** Opening Dataset content block **
//! Activity templates and the award ledger entries that reference them.

use serde::{Deserialize, Serialize};

/// Smallest point value a template or award may carry.
pub const POINTS_MIN: i64 = 1;
/// Largest point value a template or award may carry.
pub const POINTS_MAX: i64 = 100;

/// A reusable activity template from the catalog.
#[derive(Debug, Clone, Serialize, Deserialize)]
#[serde(rename_all = "camelCase")]
pub struct ActivityTemplate {
    pub id: u64,
    /// Template name, unique case-insensitively at creation time
    pub name: String,
    /// Suggested points, in [POINTS_MIN, POINTS_MAX]
    pub default_points: i64,
    /// Optional description, empty when not provided
    pub description: String,
    /// Creation timestamp (RFC3339)
    pub created_at: String,
}

/// One entry of the append-only award ledger.
///
/// Deleting a student or template does not cascade here; `name` is a
/// snapshot of the template name at award time and does not track renames.
#[derive(Debug, Clone, Serialize, Deserialize)]
#[serde(rename_all = "camelCase")]
pub struct AwardRecord {
    pub id: u64,
    pub student_id: u64,
    pub activity_id: u64,
    /// Template name as it read when the award was made
    pub name: String,
    /// Points granted by this award; independent of the template's default
    pub points: i64,
    /// Day/month/year display date
    pub date: String,
    /// Creation timestamp (RFC3339)
    pub created_at: String,
}
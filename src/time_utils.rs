// SPDX-License-Identifier: MIT

//! Shared helpers for date/time formatting.

use chrono::{DateTime, SecondsFormat, Utc};

/// Format a UTC timestamp as RFC3339 using a `Z` suffix.
pub fn format_utc_rfc3339(date: DateTime<Utc>) -> String {
    date.to_rfc3339_opts(SecondsFormat::Secs, true)
}

/// Current time as an RFC3339 string.
pub fn now_rfc3339() -> String {
    format_utc_rfc3339(Utc::now())
}

/// Day/month/year date string stamped on award records.
pub fn format_award_date(date: DateTime<Utc>) -> String {
    date.format("%d/%m/%Y").to_string()
}

#[cfg(test)]
mod tests {
    use super::*;

    #[test]
    fn test_format_utc_rfc3339_uses_z_suffix() {
        let date = DateTime::from_timestamp(1_704_103_200, 0).unwrap();
        assert_eq!(format_utc_rfc3339(date), "2024-01-01T10:00:00Z");
    }

    #[test]
    fn test_format_award_date() {
        let date = DateTime::from_timestamp(1_704_103_200, 0).unwrap();
        assert_eq!(format_award_date(date), "01/01/2024");
    }
}
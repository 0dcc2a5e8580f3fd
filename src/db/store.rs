// SPDX-License-Identifier: MIT

//! File-backed JSON document store with typed operations.
//!
//! Each collection lives in its own file as a whole JSON array. Every
//! request re-reads from disk and writes the full array back, so the files
//! are the sole source of truth. There is no locking: two concurrent
//! writers to the same document race and the last writer wins.

use crate::db::documents;
use crate::error::AppError;
use crate::models::{ActivityTemplate, AwardRecord, Student};
use serde::{de::DeserializeOwned, Serialize};
use std::path::{Path, PathBuf};

/// Document store rooted at a data directory.
#[derive(Clone)]
pub struct JsonStore {
    data_dir: PathBuf,
}

impl JsonStore {
    /// Open a store, creating the data directory if it does not exist.
    ///
    /// Directory creation is the only process-fatal failure; everything
    /// after startup is recovered at the request boundary.
    pub async fn open(data_dir: impl AsRef<Path>) -> Result<Self, AppError> {
        let data_dir = data_dir.as_ref().to_path_buf();
        tokio::fs::create_dir_all(&data_dir).await.map_err(|e| {
            AppError::Storage(format!(
                "Failed to create data directory {}: {}",
                data_dir.display(),
                e
            ))
        })?;
        Ok(Self { data_dir })
    }

    fn doc_path(&self, name: &str) -> PathBuf {
        self.data_dir.join(name)
    }

    /// Load a document, falling back to the default when the file is
    /// missing, unreadable, or fails to parse. Never an error for callers.
    async fn load_doc<T: DeserializeOwned + Default>(&self, name: &str) -> T {
        let path = self.doc_path(name);
        let bytes = match tokio::fs::read(&path).await {
            Ok(bytes) => bytes,
            Err(e) if e.kind() == std::io::ErrorKind::NotFound => return T::default(),
            Err(e) => {
                tracing::warn!(path = %path.display(), error = %e, "Unreadable document, using default");
                return T::default();
            }
        };
        match serde_json::from_slice(&bytes) {
            Ok(value) => value,
            Err(e) => {
                tracing::warn!(path = %path.display(), error = %e, "Corrupt document, using default");
                T::default()
            }
        }
    }

    /// Serialize and write a document as a whole-file overwrite.
    async fn save_doc<T: Serialize>(&self, name: &str, value: &T) -> Result<(), AppError> {
        let path = self.doc_path(name);
        let json = serde_json::to_vec_pretty(value)
            .map_err(|e| AppError::Storage(format!("Failed to serialize {}: {}", name, e)))?;
        tokio::fs::write(&path, json)
            .await
            .map_err(|e| AppError::Storage(format!("Failed to write {}: {}", path.display(), e)))
    }

    // ─── Student Registry ────────────────────────────────────────

    pub async fn load_students(&self) -> Vec<Student> {
        self.load_doc(documents::STUDENTS).await
    }

    pub async fn save_students(&self, students: &[Student]) -> Result<(), AppError> {
        self.save_doc(documents::STUDENTS, &students).await
    }

    // ─── Activity Catalog ────────────────────────────────────────

    pub async fn load_templates(&self) -> Vec<ActivityTemplate> {
        self.load_doc(documents::TEMPLATES).await
    }

    pub async fn save_templates(&self, templates: &[ActivityTemplate]) -> Result<(), AppError> {
        self.save_doc(documents::TEMPLATES, &templates).await
    }

    // ─── Award Ledger ────────────────────────────────────────────

    pub async fn load_awards(&self) -> Vec<AwardRecord> {
        self.load_doc(documents::AWARDS).await
    }

    pub async fn save_awards(&self, awards: &[AwardRecord]) -> Result<(), AppError> {
        self.save_doc(documents::AWARDS, &awards).await
    }
}

/// Next identifier for a collection: one past the highest id in use.
///
/// Derived from the stored document, so ids stay unique across restarts
/// without a clock-based scheme.
pub fn next_id(ids: impl IntoIterator<Item = u64>) -> u64 {
    ids.into_iter().max().unwrap_or(0) + 1
}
** Closing Dataset content block **
Transcribe each record shown above, exactly.

Expected output
//! Activity templates and the award ledger entries that reference them.

use serde::{Deserialize, Serialize};

/// Smallest point value a template or award may carry.
pub const POINTS_MIN: i64 = 1;
/// Largest point value a template or award may carry.
pub const POINTS_MAX: i64 = 100;

/// A reusable activity template from the catalog.
#[derive(Debug, Clone, Serialize, Deserialize)]
#[serde(rename_all = "camelCase")]
pub struct ActivityTemplate {
    pub id: u64,
    /// Template name, unique case-insensitively at creation time
    pub name: String,
    /// Suggested points, in [POINTS_MIN, POINTS_MAX]
    pub default_points: i64,
    /// Optional description, empty when not provided
    pub description: String,
    /// Creation timestamp (RFC3339)
    pub created_at: String,
}

/// One entry of the append-only award ledger.
///
/// Deleting a student or template does not cascade here; `name` is a
/// snapshot of the template name at award time and does not track renames.
#[derive(Debug, Clone, Serialize, Deserialize)]
#[serde(rename_all = "camelCase")]
pub struct AwardRecord {
    pub id: u64,
    pub student_id: u64,
    pub activity_id: u64,
    /// Template name as it read when the award was made
    pub name: String,
    /// Points granted by this award; independent of the template's default
    pub points: i64,
    /// Day/month/year display date
    pub date: String,
    /// Creation timestamp (RFC3339)
    pub created_at: String,
}
filename src/time_utils.rs
// SPDX-License-Identifier: MIT

//! Shared helpers for date/time formatting.

use chrono::{DateTime, SecondsFormat, Utc};

/// Format a UTC timestamp as RFC3339 using a `Z` suffix.
pub fn format_utc_rfc3339(date: DateTime<Utc>) -> String {
    date.to_rfc3339_opts(SecondsFormat::Secs, true)
}

/// Current time as an RFC3339 string.
pub fn now_rfc3339() -> String {
    format_utc_rfc3339(Utc::now())
}

/// Day/month/year date string stamped on award records.
pub fn format_award_date(date: DateTime<Utc>) -> String {
    date.format("%d/%m/%Y").to_string()
}

#[cfg(test)]
mod tests {
    use super::*;

    #[test]
    fn test_format_utc_rfc3339_uses_z_suffix() {
        let date = DateTime::from_timestamp(1_704_103_200, 0).unwrap();
        assert_eq!(format_utc_rfc3339(date), "2024-01-01T10:00:00Z");
    }

    #[test]
    fn test_format_award_date() {
        let date = DateTime::from_timestamp(1_704_103_200, 0).unwrap();
        assert_eq!(format_award_date(date), "01/01/2024");
    }
}
repository 0dcc2a5e8580f3fd
filename src/db/store.rs
// SPDX-License-Identifier: MIT

//! File-backed JSON document store with typed operations.
//!
//! Each collection lives in its own file as a whole JSON array. Every
//! request re-reads from disk and writes the full array back, so the files
//! are the sole source of truth. There is no locking: two concurrent
//! writers to the same document race and the last writer wins.

use crate::db::documents;
use crate::error::AppError;
use crate::models::{ActivityTemplate, AwardRecord, Student};
use serde::{de::DeserializeOwned, Serialize};
use std::path::{Path, PathBuf};

/// Document store rooted at a data directory.
#[derive(Clone)]
pub struct JsonStore {
    data_dir: PathBuf,
}

impl JsonStore {
    /// Open a store, creating the data directory if it does not exist.
    ///
    /// Directory creation is the only process-fatal failure; everything
    /// after startup is recovered at the request boundary.
    pub async fn open(data_dir: impl AsRef<Path>) -> Result<Self, AppError> {
        let data_dir = data_dir.as_ref().to_path_buf();
        tokio::fs::create_dir_all(&data_dir).await.map_err(|e| {
            AppError::Storage(format!(
                "Failed to create data directory {}: {}",
                data_dir.display(),
                e
            ))
        })?;
        Ok(Self { data_dir })
    }

    fn doc_path(&self, name: &str) -> PathBuf {
        self.data_dir.join(name)
    }

    /// Load a document, falling back to the default when the file is
    /// missing, unreadable, or fails to parse. Never an error for callers.
    async fn load_doc<T: DeserializeOwned + Default>(&self, name: &str) -> T {
        let path = self.doc_path(name);
        let bytes = match tokio::fs::read(&path).await {
            Ok(bytes) => bytes,
            Err(e) if e.kind() == std::io::ErrorKind::NotFound => return T::default(),
            Err(e) => {
                tracing::warn!(path = %path.display(), error = %e, "Unreadable document, using default");
                return T::default();
            }
        };
        match serde_json::from_slice(&bytes) {
            Ok(value) => value,
            Err(e) => {
                tracing::warn!(path = %path.display(), error = %e, "Corrupt document, using default");
                T::default()
            }
        }
    }

    /// Serialize and write a document as a whole-file overwrite.
    async fn save_doc<T: Serialize>(&self, name: &str, value: &T) -> Result<(), AppError> {
        let path = self.doc_path(name);
        let json = serde_json::to_vec_pretty(value)
            .map_err(|e| AppError::Storage(format!("Failed to serialize {}: {}", name, e)))?;
        tokio::fs::write(&path, json)
            .await
            .map_err(|e| AppError::Storage(format!("Failed to write {}: {}", path.display(), e)))
    }

    // ─── Student Registry ────────────────────────────────────────

    pub async fn load_students(&self) -> Vec<Student> {
        self.load_doc(documents::STUDENTS).await
    }

    pub async fn save_students(&self, students: &[Student]) -> Result<(), AppError> {
        self.save_doc(documents::STUDENTS, &students).await
    }

    // ─── Activity Catalog ────────────────────────────────────────

    pub async fn load_templates(&self) -> Vec<ActivityTemplate> {
        self.load_doc(documents::TEMPLATES).await
    }

    pub async fn save_templates(&self, templates: &[ActivityTemplate]) -> Result<(), AppError> {
        self.save_doc(documents::TEMPLATES, &templates).await
    }

    // ─── Award Ledger ────────────────────────────────────────────

    pub async fn load_awards(&self) -> Vec<AwardRecord> {
        self.load_doc(documents::AWARDS).await
    }

    pub async fn save_awards(&self, awards: &[AwardRecord]) -> Result<(), AppError> {
        self.save_doc(documents::AWARDS, &awards).await
    }
}

/// Next identifier for a collection: one past the highest id in use.
///
/// Derived from the stored document, so ids stay unique across restarts
/// without a clock-based scheme.
pub fn next_id(ids: impl IntoIterator<Item = u64>) -> u64 {
    ids.into_iter().max().unwrap_or(0) + 1
}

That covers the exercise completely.